The nearly 200,000 African citizens that participated in ONE’s You Choose campaign early this year told the UN and world leaders that investing in health, especially in rural areas, is amongst the most urgent development priorities in Africa today.
This is because preventable and treatable diseases such as AIDS, TB, and malaria together still kill more than 2 million people in Africa annually. Childhood illnesses like pneumonia and diarrhoea kill thousands more every single day. Yet, as we all know, this is not inevitable and it certainly isn’t acceptable.
The purpose of ONE’s new campaign, Open budgets, Save Lives, is for us as African citizens to collectively urge our leaders increase their health budget in accordance with the Abuja Africa Union health declaration (2001) and also ensure that health budgeting and spending is transparent. Citizens must be able to hold their governments accountable for how public funds are reaching patients.
Over the last few decades we have learnt a lot about what it takes to solve big global health challenges. Technical experts and policy wonks alike will tell you that improving health requires a combination of smart planning, effective delivery, public-private partnership, and local innovation. But most crucially it requires resources, across the board.

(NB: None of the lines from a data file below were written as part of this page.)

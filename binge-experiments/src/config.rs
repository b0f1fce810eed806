//! Recommendation configuration and feature flags
//!
//! Single source of truth, selected by deployment environment, for which
//! optional recommendation behaviors are active and for operational tuning
//! (cache timeout, batch size, alert thresholds, pool size).
//!
//! Flag getters AND-combine the static per-environment toggle with a
//! runtime environment-variable override: a flag is active only when the
//! configuration enables it and the matching `ENABLE_*` variable is not
//! set to the literal string `"false"`.

use binge_common::config::Environment;
use once_cell::sync::Lazy;
use serde::{Deserialize, Serialize};
use std::collections::HashMap;
use tracing::info;

/// Optional algorithmic behaviors, toggled per environment
#[derive(Debug, Clone, Copy, PartialEq, Eq, Serialize, Deserialize)]
pub struct FeatureToggles {
    pub advanced_personalization: bool,
    pub seasonal_boosts: bool,
    pub device_optimization: bool,
    pub contextual_recommendations: bool,
    pub ab_testing: bool,
    pub performance_tracking: bool,
    pub anomaly_detection: bool,
    pub pre_aggregation: bool,
}

/// Recommendation cache tuning
#[derive(Debug, Clone, Copy, PartialEq, Eq, Serialize, Deserialize)]
pub struct CacheSettings {
    pub timeout_secs: u64,
    pub batch_size: u32,
}

/// Performance monitoring thresholds
#[derive(Debug, Clone, Copy, PartialEq, Serialize, Deserialize)]
pub struct MonitoringSettings {
    /// Queries slower than this are reported
    pub slow_query_threshold_ms: u64,
    /// Alert when the rolling error rate exceeds this percentage
    pub error_rate_alert_pct: f64,
}

/// Per-environment recommendation configuration
#[derive(Debug, Clone, PartialEq, Serialize, Deserialize)]
pub struct RecommendationConfig {
    pub environment: Environment,
    pub features: FeatureToggles,
    pub cache: CacheSettings,
    pub monitoring: MonitoringSettings,
    pub db_pool_size: u32,
}

/// Structured validation outcome; never panics, callers decide whether
/// errors are fatal
#[derive(Debug, Clone, PartialEq, Eq)]
pub struct ConfigValidation {
    pub valid: bool,
    pub errors: Vec<String>,
}

static CONFIGS: Lazy<HashMap<Environment, RecommendationConfig>> = Lazy::new(|| {
    let mut configs = HashMap::new();

    configs.insert(
        Environment::Development,
        RecommendationConfig {
            environment: Environment::Development,
            features: FeatureToggles {
                advanced_personalization: true,
                seasonal_boosts: true,
                device_optimization: true,
                contextual_recommendations: true,
                ab_testing: true,
                performance_tracking: true,
                anomaly_detection: false,
                pre_aggregation: false,
            },
            cache: CacheSettings { timeout_secs: 60, batch_size: 50 },
            monitoring: MonitoringSettings {
                slow_query_threshold_ms: 1000,
                error_rate_alert_pct: 5.0,
            },
            db_pool_size: 5,
        },
    );

    configs.insert(
        Environment::Staging,
        RecommendationConfig {
            environment: Environment::Staging,
            features: FeatureToggles {
                advanced_personalization: true,
                seasonal_boosts: true,
                device_optimization: true,
                contextual_recommendations: true,
                ab_testing: true,
                performance_tracking: true,
                anomaly_detection: true,
                pre_aggregation: false,
            },
            cache: CacheSettings { timeout_secs: 300, batch_size: 100 },
            monitoring: MonitoringSettings {
                slow_query_threshold_ms: 750,
                error_rate_alert_pct: 2.0,
            },
            db_pool_size: 10,
        },
    );

    configs.insert(
        Environment::Production,
        RecommendationConfig {
            environment: Environment::Production,
            features: FeatureToggles {
                advanced_personalization: true,
                seasonal_boosts: true,
                device_optimization: true,
                contextual_recommendations: true,
                ab_testing: true,
                performance_tracking: true,
                anomaly_detection: true,
                pre_aggregation: true,
            },
            cache: CacheSettings { timeout_secs: 900, batch_size: 200 },
            monitoring: MonitoringSettings {
                slow_query_threshold_ms: 500,
                error_rate_alert_pct: 1.0,
            },
            db_pool_size: 20,
        },
    );

    configs
});

impl RecommendationConfig {
    /// Configuration for the given environment. Pure lookup, no side
    /// effects.
    pub fn for_environment(environment: Environment) -> &'static Self {
        CONFIGS
            .get(&environment)
            .expect("configuration must exist for every environment")
    }

    /// Configuration for the environment resolved from `BINGE_ENV`
    /// (falls back to development).
    pub fn current() -> &'static Self {
        Self::for_environment(Environment::detect())
    }

    pub fn advanced_personalization_enabled(&self) -> bool {
        flag_enabled(self.features.advanced_personalization, "ENABLE_ADVANCED_PERSONALIZATION")
    }

    pub fn seasonal_boosts_enabled(&self) -> bool {
        flag_enabled(self.features.seasonal_boosts, "ENABLE_SEASONAL_BOOSTS")
    }

    pub fn device_optimization_enabled(&self) -> bool {
        flag_enabled(self.features.device_optimization, "ENABLE_DEVICE_OPTIMIZATION")
    }

    pub fn contextual_recommendations_enabled(&self) -> bool {
        flag_enabled(self.features.contextual_recommendations, "ENABLE_CONTEXTUAL_RECOMMENDATIONS")
    }

    pub fn ab_testing_enabled(&self) -> bool {
        flag_enabled(self.features.ab_testing, "ENABLE_AB_TESTING")
    }

    pub fn performance_tracking_enabled(&self) -> bool {
        flag_enabled(self.features.performance_tracking, "ENABLE_PERFORMANCE_TRACKING")
    }

    pub fn anomaly_detection_enabled(&self) -> bool {
        flag_enabled(self.features.anomaly_detection, "ENABLE_ANOMALY_DETECTION")
    }

    pub fn pre_aggregation_enabled(&self) -> bool {
        flag_enabled(self.features.pre_aggregation, "ENABLE_PRE_AGGREGATION")
    }

    /// Check each numeric setting against its acceptable range.
    ///
    /// Returns the full error list instead of failing on the first
    /// violation; startup code decides whether to halt.
    pub fn validate(&self) -> ConfigValidation {
        let mut errors = Vec::new();

        if !(30..=3600).contains(&self.cache.timeout_secs) {
            errors.push(format!(
                "cache.timeout_secs: {} out of range [30, 3600]",
                self.cache.timeout_secs
            ));
        }
        if !(1..=1000).contains(&self.cache.batch_size) {
            errors.push(format!(
                "cache.batch_size: {} out of range [1, 1000]",
                self.cache.batch_size
            ));
        }
        if !(50..=60_000).contains(&self.monitoring.slow_query_threshold_ms) {
            errors.push(format!(
                "monitoring.slow_query_threshold_ms: {} out of range [50, 60000]",
                self.monitoring.slow_query_threshold_ms
            ));
        }
        if !(0.1..=50.0).contains(&self.monitoring.error_rate_alert_pct) {
            errors.push(format!(
                "monitoring.error_rate_alert_pct: {} out of range [0.1, 50.0]",
                self.monitoring.error_rate_alert_pct
            ));
        }
        if !(1..=100).contains(&self.db_pool_size) {
            errors.push(format!("db_pool_size: {} out of range [1, 100]", self.db_pool_size));
        }

        ConfigValidation { valid: errors.is_empty(), errors }
    }

    /// Log the resolved configuration at startup.
    pub fn log_active(&self) {
        info!(
            "Recommendation config ({}): personalization={} seasonal={} device={} contextual={} ab_testing={} perf_tracking={} anomaly={} pre_agg={}",
            self.environment,
            self.advanced_personalization_enabled(),
            self.seasonal_boosts_enabled(),
            self.device_optimization_enabled(),
            self.contextual_recommendations_enabled(),
            self.ab_testing_enabled(),
            self.performance_tracking_enabled(),
            self.anomaly_detection_enabled(),
            self.pre_aggregation_enabled(),
        );
        info!(
            "Cache: timeout={}s batch={} | monitoring: slow_query={}ms error_alert={}% | pool={}",
            self.cache.timeout_secs,
            self.cache.batch_size,
            self.monitoring.slow_query_threshold_ms,
            self.monitoring.error_rate_alert_pct,
            self.db_pool_size,
        );
    }
}

/// A flag is active when the static toggle is on AND the runtime override
/// is not explicitly "false". Unset variables leave the toggle untouched.
fn flag_enabled(configured: bool, env_var: &str) -> bool {
    configured && std::env::var(env_var).map(|v| v != "false").unwrap_or(true)
}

Historically, most of ONE’s attention has been on donor capital mainly when it comes to enhancing global health efforts. But with a rapidly growing ONE grassroots membership in Africa, our focus increasingly is on ensuring African governments meet their existing commitments to invest more in the health of their own people. Thus, it is both exciting and empowering that our Africa health campaigning will focus on this growing membership, its leadership, its commitments, its own dynamic advocacy movements, and its own resources.
Over a decade ago in 2001, African leaders signed the Abuja declaration committing to spend 15% of their national budgets on health programmes. This was informed by the realisation that Africa’s race to prosperity was held back by its high disease burden. The collective wisdom was that significant increases in African public health spending, bolstered by donor support and other investors, could help turn the tide on some of these deadly diseases and unleash the productive potential of the affected and vulnerable population.
Since then, however, our governments have fallen far short of achieving their own 15% target. According to the World Health Organisation, only six countries met the Abuja target in 2011, with another three very close.
This matters in the big scheme of things. Recent ONE Data Report analysis shows that collectively, an estimated US $102 billion in additional resources could have been freed up for health programs if African governments had met their commitments every year between 2001 and 2010. But even if only half of $102 billion had been made available significant numbers of lives would have been saved. US$ 51 billion would have been more than the roughly $46 billion that all donors spent on health in Africa during the same time period. This large deficit is not unconnected to the death of 2 million people in Africa every year from preventable and treatable diseases.
Compounding the problem is the fact that many of our countries’ budgets are not “open”, making it hard to publicly track how much is being spent and how a country prioritises spending among diseases, between regional and local facilities, and how it’s managing and monitoring its investments. Ultimately, it is harder to track the effectiveness of resources at ensuring citizens can access the health services they need.
Unmet health financing commitments and opaque budgets drum rolls us to our newest campaign: Open budgets. Save lives. While we give credit to African governments for a lot of the progress in health achievements over the last decade, and are mindful of the unenviable task facing African Ministers of Health and Finance of prioritising an incredible number of competing challenges, we believe health comes first.
We need your help in holding governments accountable for increasing their spending in an open and transparent way.
If you are in South Africa: SMS your name to 30670 for FREE & ask the Government to increase and open our health budgets
If you are anywhere else, take action right now on ONE.org
Together, we can help ensure that African resources for African health challenges play a greater role in ending the tragedy of preventable diseases like AIDS, TB, and malaria once and for all.